Mattea Weihe: Man hält sich an keine Regeln mehr - in Malta nicht, in Libyen nicht, in der EU oftmals und immer öfter auch nicht … In Europa und auf dem Mittelmeer gilt in Bezug auf Geflüchtete kein geltendes Recht mehr. Diese Menschen werden sich selbst überlassen - den Gewalten des Meeres und der Gewalt, die ihnen physisch widerfährt.

"Corona hat einen Vorhang über das Mittelmeer gelegt: Der Tod dort ist jetzt unsichtbar!"

… Und das nach allem, was sie schon durchgemacht haben, was ihnen angetan wurde in ihren Herkunftsländern und auf dem langem Weg bis hin zum Meer …

Mattea Weihe: … Die gesamte Nachrichtenlage wird natürlich gerade von der Situation um Covid-19 dominiert … Das eine Leiden wird durch das andere verdrängt und fast schon politisch ausgespielt. Corona hat einen Vorhang über das Mittelmeer gelegt: Der Tod dort ist jetzt unsichtbar!

Was wären denn eure zwei, drei Hauptforderungen in dieser Situation, die ja wohl noch bis in 2021 mindestens anhält, wie zu befürchten steht? Was fordert ihr von der EU? Von der Bundesregierung und dem Bundeskanzleramt in der Frage von Leben und Tod?

Mattea Weihe: In erster Linie: Menschlichkeit!

But hope for the best, prepared for the worst …

Mattea Weihe: Wir fordern eine radikale Umkehr in der Migrationspolitik - bisher ist sie auf Abschottung und Abschreckung ausgerichtet. Als erstes müssen push-backs beendet werden. Und die Zusammenarbeit mit der sogenannten libyschen Küstenwache muss eingestellt werden. Es muss eine funktionierende europäische Seenotrettung geben. Wir sind nur da draußen, weil es sonst niemand ist. Seenotrettung ist die Aufgabe der Staaten Europas, nicht unsere.

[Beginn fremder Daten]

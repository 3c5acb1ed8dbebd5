use clap::Args;
use rust_decimal::Decimal;
use rust_decimal_macros::dec;
use serde_json::Value;

use housing_finance_core::indicators::{self, IndicatorInput};

use crate::input;

/// Arguments for indicator aggregation
#[derive(Args)]
pub struct IndicatorArgs {
    /// Path to JSON/YAML input file (overrides individual flags)
    #[arg(long)]
    pub input: Option<String>,

    /// Net amount handed to the borrower (defaults to --financed)
    #[arg(long)]
    pub received: Option<Decimal>,

    /// Principal the schedule amortizes (received amount plus financed costs)
    #[arg(long)]
    pub financed: Option<Decimal>,

    /// Periodic installments (comma-separated, e.g. "905.5,905.5,905.5")
    #[arg(long, value_delimiter = ',', allow_hyphen_values = true)]
    pub flows: Option<Vec<Decimal>>,

    /// Annual discount rate for the NPV indicator
    #[arg(long)]
    pub discount_rate: Option<Decimal>,

    /// Days per period (30 = monthly)
    #[arg(long, default_value = "30")]
    pub period_days: u32,
}

pub fn run_indicators(args: IndicatorArgs) -> Result<Value, Box<dyn std::error::Error>> {
    let indicator_input: IndicatorInput = if let Some(ref path) = args.input {
        input::file::read_input(path)?
    } else if let Some(data) = input::stdin::read_stdin()? {
        serde_json::from_value(data)?
    } else {
        let financed = args
            .financed
            .ok_or("--financed is required (or provide --input)")?;
        IndicatorInput {
            received_principal: args.received.unwrap_or(financed),
            financed_principal: financed,
            cash_flows: args.flows.unwrap_or_default(),
            annual_discount_rate: args.discount_rate.unwrap_or(dec!(0.20)),
            period_days: args.period_days,
        }
    };

    let result = indicators::compute(&indicator_input)?;
    Ok(serde_json::to_value(result)?)
}
use serde_json::Value;

/// Print just the key answer value from the output.
///
/// Heuristic: look for well-known result fields in order of priority,
/// then fall back to the first field in the result object. Loan reports
/// nest their headline figures, so known sections are searched too.
pub fn print_minimal(value: &Value) {
    // Try to extract the "result" envelope
    let result_obj = value
        .as_object()
        .and_then(|m| m.get("result"))
        .unwrap_or(value);

    // Priority list of key output fields
    let priority_keys = [
        "annual_cost_rate",
        "annual_irr",
        "npv",
        "full_installment",
        "base_installment",
        "amount",
        "eligible",
        "annual_effective_rate",
        "period_rate",
    ];

    if let Value::Object(map) = result_obj {
        // Try priority keys first (skip null values)
        for key in &priority_keys {
            if let Some(val) = lookup(map, key) {
                if !val.is_null() {
                    println!("{}", format_minimal(val));
                    return;
                }
            }
        }

        // Fall back to first field
        if let Some((key, val)) = map.iter().next() {
            println!("{}: {}", key, format_minimal(val));
            return;
        }
    }

    // Not an object, just print directly
    println!("{}", format_minimal(result_obj));
}

/// Look a key up at the top level, then inside the report sections that
/// carry headline values.
fn lookup<'a>(map: &'a serde_json::Map<String, Value>, key: &str) -> Option<&'a Value> {
    if let Some(val) = map.get(key) {
        return Some(val);
    }
    for section in ["indicators", "installments", "summary"] {
        if let Some(Value::Object(inner)) = map.get(section) {
            if let Some(val) = inner.get(key) {
                return Some(val);
            }
        }
    }
    None
}

fn format_minimal(value: &Value) -> String {
    match value {
        Value::String(s) => s.clone(),
        Value::Number(n) => n.to_string(),
        Value::Bool(b) => b.to_string(),
        Value::Null => "null".to_string(),
        _ => serde_json::to_string(value).unwrap_or_default(),
    }
}
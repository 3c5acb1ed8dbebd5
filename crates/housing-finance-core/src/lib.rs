pub mod cashflow;
pub mod error;
pub mod indicators;
pub mod loan;
pub mod rates;
pub mod schedule;
pub mod subsidy;
pub mod types;

pub use error::HousingFinanceError;
pub use types::*;

/// Standard result type for all housing-finance operations
pub type HousingFinanceResult<T> = Result<T, HousingFinanceError>;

Der Europäische Rat, in dem Deutschland zurzeit die Präsidentschaft innehat, muss schnellstmöglich einen Crisis Response Mechanism aktivieren. Dadurch könnten sofort finanzielle Mittel freigegeben und aktiviert werden. Diese Krise, das Sterben im Mittelmeer, muss zunächst offiziell deklariert werden. Die Ressourcen sind vorhanden und verfügbar, nur kann man ohne diesen Erlass eines Notstandes nicht darauf zugreifen. Das Ziel dieser Notstandserklärung muss sein: Eine zivile Mission zur Rettung auf dem Mittelmeer, die auf humane Rettungen und das Anlanden von Menschen in europäischen Häfen abzielt. Von der EU finanziert. Ohne Ausreden.

Und langfristig?

Mattea Weihe: Eine humane europäische Migrationspolitik, in der nicht mit leeren Worten über Menschenrechte geredet wird, sondern diese eingehalten werden.

"Die Todeszahlen steigen jetzt wieder an!"

Wie viele Schiffe retten zur Zeit Menschen auf dem Mittelmeer?

Mattea Weihe: Keines.

Keines?

Mattea Weihe: Unsere Sea-Watch 4 wird gemeinsam mit United for Rescue erst im Sommer das erste Mal auslaufen. Nach 2 Wochen Quarantäne liegt nun die Sea-Watch 3 im Hafen fest, nachdem bereits unterschiedliche Schiffe von Sea-Eye, Mission Lifeline oder Open Arms festgesetzt wurden … Viele sammeln gerade Gelder für die Überholung ihrer Schiffe. Die Situation ist nicht einfach.

Mittlerweile habt ihr auch zwei Flugzeuge im Einsatz?

Mattea Weihe: Ja, wir haben zwei Flugzeuge. Eines davon ist die Moonbird. Am Donnerstag sichtete unser Team der Moonbird 268 Menschen auf dem Mittelmeer. Wenig später konnten sie die Insel Lampedusa erreichen … Unsere Flugzeuge fliegen Monitoring Missions, registrieren Menschenverletzungen und unterstützen dabei, die Rettung von Schiffen in Seenot durchzusetzen...

Habt ihr zurzeit denn einen Überblick über die Flüchtlingszahlen? Es wird immer wieder berichtet, sie stiegen an … aufgrund von Prognosen.

Mattea Weihe: Niemand hat dazu seriöse Zahlen, weil die Dunkelziffer von Menschen, die im Mittelmeer ertrinken zu hoch ist. Aber eines lässt sich beobachten und feststellen: Es sind die Todeszahlen, die wieder ansteigen - das sind unsere Erfahrungen, vor allem immer in den Phasen, in denen keine zivilen Seenotrettungsschiffe vor Ort sind. Schuld daran ist die menschenverachtende Migrationspolitik der EU.